11.17 Schedules. The mere listing (or inclusion of a copy) of a
document or other item in a schedule shall not be adequate to disclose an
exception to a representation or warranty made in this Agreement, unless the
representation or warranty has to do with the existence of the document or other
item itself. No exceptions to any representations or warranties disclosed on
one schedule shall constitute an exception to any other representations or
warranties made in this Agreement unless the exception is disclosed as provided
herein on each such other applicable schedule or an appropriate cross-reference
to a specific section of each applicable schedule is provided on such schedule.

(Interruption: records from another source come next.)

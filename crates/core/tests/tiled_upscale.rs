use anyhow::bail;
use ndarray::{Array4, Array5, ArrayView4, Axis};
use vidgen_core::progress::ProgressReporter;
use vidgen_core::tiling::{blend_weights, tiled_scale, tiled_scale_steps, TileParams};
use vidgen_core::upscale::{upscale_batch, upscale_steps};

const TOLERANCE: f32 = 1e-4;

fn nearest(tile: ArrayView4<'_, f32>, scale: usize) -> Array4<f32> {
    let (n, c, h, w) = tile.dim();
    Array4::from_shape_fn((n, c, h * scale, w * scale), |(i, ch, y, x)| {
        tile[[i, ch, y / scale, x / scale]]
    })
}

fn patterned_frames(frames: usize, height: usize, width: usize, seed: usize) -> Array4<f32> {
    Array4::from_shape_fn((frames, 3, height, width), |(f, c, y, x)| {
        let v = (f * 7919 + c * 104_729 + y * 131 + x * 17 + seed * 31) % 1000;
        v as f32 / 1000.0
    })
}

fn assert_close(a: &Array4<f32>, b: &Array4<f32>) {
    assert_eq!(a.shape(), b.shape());
    let worst = a
        .iter()
        .zip(b.iter())
        .map(|(x, y)| (x - y).abs())
        .fold(0.0f32, f32::max);
    assert!(worst <= TOLERANCE, "max abs difference {worst}");
}

#[test]
fn tiled_nearest_matches_whole_frame() {
    // 40 = 16 + 2 * 12 and 52 = 16 + 3 * 12: an exact number of steps.
    let input = patterned_frames(2, 40, 52, 0);
    let params = TileParams::new(16, 4, 2);

    let mut progress = ProgressReporter::new(2 * tiled_scale_steps(52, 40, &params).unwrap());
    let tiled = tiled_scale(input.view(), &params, |t| Ok(nearest(t, 2)), &mut progress).unwrap();

    assert_close(&tiled, &nearest(input.view(), 2));
    assert!(progress.is_complete());
}

#[test]
fn clipped_edge_tiles_still_match() {
    let input = patterned_frames(1, 37, 23, 3);
    let params = TileParams::new(16, 4, 3);

    let mut progress = ProgressReporter::new(tiled_scale_steps(23, 37, &params).unwrap());
    let tiled = tiled_scale(input.view(), &params, |t| Ok(nearest(t, 3)), &mut progress).unwrap();

    assert_close(&tiled, &nearest(input.view(), 3));
}

#[test]
fn pointwise_transform_at_unit_scale() {
    let input = patterned_frames(1, 30, 30, 9);
    let params = TileParams::new(12, 3, 1);

    let mut progress = ProgressReporter::new(tiled_scale_steps(30, 30, &params).unwrap());
    let tiled = tiled_scale(
        input.view(),
        &params,
        |t| Ok(t.mapv(|v| v * 2.0 + 1.0)),
        &mut progress,
    )
    .unwrap();

    assert_close(&tiled, &input.mapv(|v| v * 2.0 + 1.0));
}

#[test]
fn single_tile_when_frame_fits() {
    let input = patterned_frames(1, 8, 8, 1);
    let params = TileParams::new(16, 4, 2);

    assert_eq!(tiled_scale_steps(8, 8, &params).unwrap(), 1);
    let mut progress = ProgressReporter::new(1);
    let tiled = tiled_scale(input.view(), &params, |t| Ok(nearest(t, 2)), &mut progress).unwrap();
    assert_close(&tiled, &nearest(input.view(), 2));
}

#[test]
fn blend_weights_cover_every_pixel() {
    for (w, h) in [(52, 40), (23, 37), (100, 7), (16, 16)] {
        let params = TileParams::new(16, 4, 2);
        let weights = blend_weights(w, h, &params).unwrap();
        assert_eq!(weights.dim(), (h * 2, w * 2));
        assert!(weights.iter().all(|&v| v > 0.0), "zero weight for {w}x{h}");
    }
}

#[test]
fn progress_counts_every_tile_of_every_item() {
    let batch = Array5::from_shape_fn((2, 3, 3, 40, 52), |(b, f, c, y, x)| {
        ((b + f + c + y + x) % 11) as f32 / 11.0
    });
    let params = TileParams::new(16, 4, 2);
    let total = upscale_steps(batch.shape(), &params).unwrap();
    assert_eq!(total, 2 * 3 * tiled_scale_steps(52, 40, &params).unwrap());

    let (tx, rx) = std::sync::mpsc::channel();
    let mut progress = ProgressReporter::with_listener(total, move |snapshot| {
        let _ = tx.send(snapshot.current);
    });
    let mut calls = 0u64;
    upscale_batch(
        batch.view(),
        &params,
        |t| {
            calls += 1;
            Ok(nearest(t, 2))
        },
        &mut progress,
    )
    .unwrap();

    assert_eq!(calls, total);
    assert_eq!(progress.current(), total);
    let counts: Vec<u64> = rx.try_iter().collect();
    assert_eq!(counts.len() as u64, total);
    assert!(counts.windows(2).all(|pair| pair[1] == pair[0] + 1));
}

#[test]
fn transform_failure_aborts_without_partial_result() {
    let input = patterned_frames(1, 40, 52, 0);
    let params = TileParams::new(16, 4, 2);
    let mut progress = ProgressReporter::new(tiled_scale_steps(52, 40, &params).unwrap());

    let mut calls = 0;
    let err = tiled_scale(
        input.view(),
        &params,
        |t| {
            calls += 1;
            if calls == 3 {
                bail!("device lost");
            }
            Ok(nearest(t, 2))
        },
        &mut progress,
    )
    .unwrap_err();

    let message = format!("{err:#}");
    assert!(message.contains("tile transform failed"));
    assert!(message.contains("device lost"));
    assert_eq!(calls, 3);
    assert_eq!(progress.current(), 2);
}

#[test]
fn wrong_tile_shape_is_rejected() {
    let input = patterned_frames(1, 20, 20, 0);
    let params = TileParams::new(16, 4, 2);
    let mut progress = ProgressReporter::new(tiled_scale_steps(20, 20, &params).unwrap());

    let err = tiled_scale(input.view(), &params, |t| Ok(nearest(t, 3)), &mut progress).unwrap_err();
    assert!(err.to_string().contains("expected [1, C"));
}

#[test]
fn batch_items_are_upscaled_independently() {
    let first = patterned_frames(2, 24, 24, 1);
    let second = patterned_frames(2, 24, 24, 2);
    let batch = ndarray::stack(Axis(0), &[first.view(), second.view()]).unwrap();
    let params = TileParams::new(16, 4, 2);

    let mut progress = ProgressReporter::new(upscale_steps(batch.shape(), &params).unwrap());
    let out = upscale_batch(batch.view(), &params, |t| Ok(nearest(t, 2)), &mut progress).unwrap();
    assert_eq!(out.shape(), &[2, 2, 3, 48, 48]);

    for (index, item) in [first, second].iter().enumerate() {
        let mut solo_progress = ProgressReporter::new(0);
        let alone = tiled_scale(item.view(), &params, |t| Ok(nearest(t, 2)), &mut solo_progress)
            .unwrap();
        assert_close(&out.index_axis(Axis(0), index).to_owned(), &alone);
    }
}

#[test]
fn invalid_params_are_rejected_before_any_tile() {
    let input = patterned_frames(1, 20, 20, 0);
    let mut progress = ProgressReporter::new(0);
    let mut calls = 0;

    let err = tiled_scale(
        input.view(),
        &TileParams::new(8, 8, 2),
        |t| {
            calls += 1;
            Ok(nearest(t, 2))
        },
        &mut progress,
    )
    .unwrap_err();
    assert!(err.to_string().contains("too small for overlap"));
    assert_eq!(calls, 0);
}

11.18 Settlement of Reciprocal Compensation Disputes. The Surviving
Corporation shall not compromise, settle or take any other significant action
with respect to any claims by or against PacBell or GTE which could (i) affect
the amount of, or the timing of receipt or payment of, the Unpaid Compensation
or Repaid Compensation with respect to the Earnout Period or (ii) otherwise
affect the Earnout Payment payable to the Shareholders, without the prior
consent of each Shareholder to such compromise, settlement or other action;
provided that each such Shareholder shall not unreasonably withhold such consent
based (A) primarily on the best interest of the Surviving Corporation as a whole
(without taking into account the affect of such compromise, settlement or other
action on the Earnout Payment) and (B) secondarily on the best interests of such
Shareholder (including, without limitation, the affect of such compromise,
settlement or other action on the Earnout Payment); and provided further that no
such consent of the Shareholders shall be required in the event the aggregate
amount of the Earnout Payment hereunder prior to such compromise, settlement or
other action or after giving effect to such compromise, settlement or other
action is equal to $20,000,000.
11.19 Additional Sale of Common Stock. Immediately following the
Closing and in connection with the transaction contemplated hereby, the
Surviving Corporation shall sell to the shareholders of Acquisition up to
700,000 shares of Common Stock pursuant to a stock purchase agreement to be
mutually agreed upon by the Surviving Corporation and the shareholders of
Acquisition. Immediately after giving effect to such stock purchase, the
Surviving Corporation's equity capitalization shall in all material respects be
as set forth in the Surviving Corporation Capitalization Schedule attached
hereto.
11.20 Memorandum; Disclaimer of Projections. The Company and the
Shareholders make no representation or warranty to Acquisition except as
specifically made in this Agreement. In particular, the Company and the
Shareholders make no representation or warranty to Acquisition with respect to
(a) the information set forth in the Confidential Memorandum distributed by
Xxxxxx Xxxx Incorporated in connection with the transaction contemplated hereby
or (b) any financial projection or forecast relating to the Company. With
respect to any such projection or forecast delivered by or on behalf of the
Company and the Shareholders to Acquisition, Acquisition acknowledges that (i)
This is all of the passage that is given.